▶ Exercise brief
Search the entries for the word "reader" and return every line where it is found.

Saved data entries
•••
impl JournalRecord {
    /// Create a record, computing its checksum.
    pub fn new(sequence: u64, recorded_at: i64, kind: impl Into<String>, payload: Vec<u8>) -> Self {
        let kind = kind.into();
        let checksum = Self::compute_checksum(sequence, recorded_at, &kind, &payload);
        Self {
            sequence,
            recorded_at,
            kind,
            payload,
            checksum,
        }
    }

    pub fn compute_checksum(sequence: u64, recorded_at: i64, kind: &str, payload: &[u8]) -> u32 {
        let mut buf = Vec::with_capacity(16 + kind.len() + payload.len());
        buf.extend_from_slice(&sequence.to_le_bytes());
        buf.extend_from_slice(&recorded_at.to_le_bytes());
        buf.extend_from_slice(kind.as_bytes());
        buf.extend_from_slice(payload);
        crc32c(&buf)
    }

    pub fn verify_checksum(&self) -> bool {
        self.checksum == Self::compute_checksum(self.sequence, self.recorded_at, &self.kind, &self.payload)
    }

    /// Encode to the on-disk frame.
    pub fn to_bytes(&self) -> Result<Vec<u8>, JournalError> {
        let kind = self.kind.as_bytes();
        let kind_len = u16::try_from(kind.len())
            .map_err(|_| JournalError::Malformed(format!("kind too long: {} bytes", kind.len())))?;
        let payload_len = u32::try_from(self.payload.len()).map_err(|_| {
            JournalError::Malformed(format!("payload too long: {} bytes", self.payload.len()))
        })?;
        let body_len = MIN_BODY_LEN + kind.len() + self.payload.len();
        if body_len > MAX_BODY_LEN {
            return Err(JournalError::Malformed(format!("record too large: {} bytes", body_len)));
        }

        let mut buf = Vec::with_capacity(4 + body_len);
        buf.extend_from_slice(&(body_len as u32).to_le_bytes());
        buf.extend_from_slice(&self.sequence.to_le_bytes());
        buf.extend_from_slice(&self.recorded_at.to_le_bytes());
        buf.extend_from_slice(&kind_len.to_le_bytes());
        buf.extend_from_slice(kind);
        buf.extend_from_slice(&payload_len.to_le_bytes());
        buf.extend_from_slice(&self.payload);
        buf.extend_from_slice(&self.checksum.to_le_bytes());
        Ok(buf)
    }

    /// Decode one frame from the front of `data`.
    ///
    /// Returns `(record, bytes_consumed)`. The checksum is NOT verified here;
    /// the reader does that so it can report the offset of the bad record.
    pub fn from_bytes(data: &[u8]) -> Result<(Self, usize), JournalError> {
        let mut frame = Frame::new(data);
        let body_len = frame.u32()? as usize;

        if body_len > MAX_BODY_LEN {
            return Err(JournalError::Malformed(format!(
                "implausible body length {} (likely corruption)",
                body_len
            )));
        }
        if body_len < MIN_BODY_LEN {
            return Err(JournalError::Malformed(format!(
                "body too small: {} bytes, minimum is {}",
                body_len, MIN_BODY_LEN
            )));
        }
        if data.len() < 4 + body_len {
            return Err(JournalError::Malformed(format!(
                "incomplete record: need {} bytes, have {}",
                4 + body_len,
                data.len()
            )));
        }

        let mut body = Frame::new(&data[4..4 + body_len]);
        let sequence = body.u64()?;
        let recorded_at = body.u64()? as i64;
        let kind_len = body.u16()? as usize;
        let kind = String::from_utf8(body.take(kind_len)?.to_vec())
            .map_err(|e| JournalError::Malformed(e.to_string()))?;
        let payload_len = body.u32()? as usize;
        let payload = body.take(payload_len)?.to_vec();
        let checksum = body.u32()?;

        Ok((
            Self {
                sequence,
                recorded_at,
                kind,
                payload,
                checksum,
            },
            4 + body_len,
        ))
    }
}

/// Bounds-checked little-endian cursor over a byte slice.
struct Frame<'a> {
    data: &'a [u8],
    pos: usize,
}

impl<'a> Frame<'a> {
    fn new(data: &'a [u8]) -> Self {
        Self { data, pos: 0 }
    }

    fn take(&mut self, len: usize) -> Result<&'a [u8], JournalError> {
        let end = self.pos.checked_add(len).filter(|end| *end <= self.data.len()).ok_or_else(|| {
            JournalError::Malformed(format!(
                "field of {} bytes exceeds remaining {} bytes",
                len,
                self.data.len() - self.pos
            ))
        })?;
        let slice = &self.data[self.pos..end];
        self.pos = end;
        Ok(slice)
    }

    fn array<const N: usize>(&mut self) -> Result<[u8; N], JournalError> {
        let mut out = [0u8; N];
        out.copy_from_slice(self.take(N)?);
        Ok(out)
    }

    fn u16(&mut self) -> Result<u16, JournalError> {
        Ok(u16::from_le_bytes(self.array()?))
    }

    fn u32(&mut self) -> Result<u32, JournalError> {
        Ok(u32::from_le_bytes(self.array()?))
    }

    fn u64(&mut self) -> Result<u64, JournalError> {
        Ok(u64::from_le_bytes(self.array()?))
    }
}

// ── Flush / Fsync Policies ──────────────────────────────────────────

/// Controls when buffered data is flushed to the OS.
#[derive(Debug, Clone, Copy, PartialEq)]
pub enum FlushPolicy {
    EveryWrite,
    EveryN(usize),
}

/// Controls when `fsync` is called.
#[derive(Debug, Clone, Copy, PartialEq)]
pub enum FsyncPolicy {
    EveryWrite,
    EveryN(usize),
    /// Only when a file is rotated or `sync` is called
    OnRotation,
}

// ── Journal Writer Configuration ────────────────────────────────────

#[derive(Debug, Clone)]
pub struct JournalConfig {
    /// Directory for journal files.
    pub dir: PathBuf,
    /// File name prefix; files are named `{prefix}-{index:06}.log`.
    pub prefix: String,
    /// Maximum file size in bytes before rotation (default 16 MiB).
    pub max_file_size: u64,
    /// Maximum total journal size in bytes (0 = unlimited).
    pub max_total_size: u64,
    pub flush_policy: FlushPolicy,
    pub fsync_policy: FsyncPolicy,
}

impl JournalConfig {
    pub fn new(dir: impl Into<PathBuf>) -> Self {
        Self {
            dir: dir.into(),
            prefix: "processing".to_string(),
            max_file_size: 16 * 1024 * 1024,
            max_total_size: 0,
            flush_policy: FlushPolicy::EveryWrite,
            fsync_policy: FsyncPolicy::EveryWrite,
        }
    }
}

// ── Journal Writer ──────────────────────────────────────────────────

/// Append-only journal writer with checksums, rotation and fsync control.
pub struct JournalWriter {
    config: JournalConfig,
    writer: BufWriter<File>,
    current_file: PathBuf,
    current_file_size: u64,
    next_sequence: u64,
    writes_since_flush: usize,
    writes_since_fsync: usize,
    file_index: u64,
    total_size: u64,
}

impl JournalWriter {
    /// Open the journal, creating the directory if needed.
    ///
    /// Existing records are scanned so that numbering continues after the
    /// last intact record. A torn tail left by a crash is not repaired; new
    /// records go to a fresh file so the torn bytes never sit in front of
    /// valid data.
    pub fn open(config: JournalConfig) -> Result<Self, JournalError> {
        fs::create_dir_all(&config.dir)?;

        let mut reader = JournalReader::open_with_prefix(&config.dir, &config.prefix)
            .map_err(|e| JournalError::Scan(e.to_string()))?;
        let (records, corruption) = reader.recover_records();
        let next_sequence = records.last().map(|r| r.sequence + 1).unwrap_or(1);

        let latest = find_latest_index(&config.dir, &config.prefix);
        let file_index = match latest {
            Some(idx) => {
                let latest_path = journal_path(&config.dir, &config.prefix, idx);
                if corruption.iter().any(|c| c.file == latest_path) {
                    idx + 1
                } else {
                    idx
                }
            }
            None => 0,
        };
        let current_file = journal_path(&config.dir, &config.prefix, file_index);

        let file = OpenOptions::new().create(true).append(true).open(&current_file)?;
        let current_file_size = file.metadata()?.len();
        let total_size = compute_total_size(&config.dir, &config.prefix)?;

        Ok(Self {
            config,
            writer: BufWriter::new(file),
            current_file,
            current_file_size,
            next_sequence,
            writes_since_flush: 0,
            writes_since_fsync: 0,
            file_index,
            total_size,
        })
    }

    /// Sequence number the next appended record will receive.
    pub fn next_sequence(&self) -> u64 {
        self.next_sequence
    }

    pub fn current_file_path(&self) -> &Path {
        &self.current_file
    }

    /// Append a pre-built record. Its sequence must be `next_sequence()`.
    pub fn append(&mut self, record: &JournalRecord) -> Result<(), JournalError> {
        if record.sequence != self.next_sequence {
            return Err(JournalError::SequenceError {
                expected: self.next_sequence,
                got: record.sequence,
            });
        }

        if self.config.max_total_size > 0 && self.total_size >= self.config.max_total_size {
            return Err(JournalError::SizeLimitExceeded {
                current: self.total_size,
                limit: self.config.max_total_size,
            });
        }

        if self.current_file_size >= self.config.max_file_size {
            self.rotate()?;
        }

        let bytes = record.to_bytes()?;
        self.writer.write_all(&bytes)?;

        let written = bytes.len() as u64;
        self.current_file_size += written;
        self.total_size += written;
        self.next_sequence = record.sequence + 1;
        self.writes_since_flush += 1;
        self.writes_since_fsync += 1;

        self.apply_flush_policy()?;
        self.apply_fsync_policy()?;
        Ok(())
    }

    /// Build the next record and append it.
    pub fn write_record(
        &mut self,
        recorded_at: i64,
        kind: impl Into<String>,
        payload: Vec<u8>,
    ) -> Result<JournalRecord, JournalError> {
        let record = JournalRecord::new(self.next_sequence, recorded_at, kind, payload);
        self.append(&record)?;
        Ok(record)
    }

    /// Force flush + fsync.
    pub fn sync(&mut self) -> Result<(), JournalError> {
        self.writer.flush()?;
        self.writer.get_ref().sync_all()?;
        self.writes_since_flush = 0;
        self.writes_since_fsync = 0;
        Ok(())
    }

    // ── Internal Helpers ────────────────────────────────────────────

    fn apply_flush_policy(&mut self) -> Result<(), JournalError> {
        let should_flush = match self.config.flush_policy {
            FlushPolicy::EveryWrite => true,
            FlushPolicy::EveryN(n) => self.writes_since_flush >= n,
        };
        if should_flush {
            self.writer.flush()?;
            self.writes_since_flush = 0;
        }
        Ok(())
    }

    fn apply_fsync_policy(&mut self) -> Result<(), JournalError> {
        let should_fsync = match self.config.fsync_policy {
            FsyncPolicy::EveryWrite => true,
            FsyncPolicy::EveryN(n) => self.writes_since_fsync >= n,
            FsyncPolicy::OnRotation => false,
        };
        if should_fsync {
            self.writer.flush()?;
            self.writer.get_ref().sync_all()?;
            self.writes_since_fsync = 0;
        }
        Ok(())
    }

    fn rotate(&mut self) -> Result<(), JournalError> {
        self.sync()?;

        self.file_index += 1;
        self.current_file = journal_path(&self.config.dir, &self.config.prefix, self.file_index);
        let file = OpenOptions::new().create(true).append(true).open(&self.current_file)?;

        self.writer = BufWriter::new(file);
        self.current_file_size = 0;
        Ok(())
    }
}

pub(crate) fn journal_path(dir: &Path, prefix: &str, index: u64) -> PathBuf {
    dir.join(format!("{}-{:06}.log", prefix, index))
}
•••
▶ Exercise output
    /// the reader does that so it can report the offset of the bad record.
        let mut reader = JournalReader::open_with_prefix(&config.dir, &config.prefix)
        let (records, corruption) = reader.recover_records();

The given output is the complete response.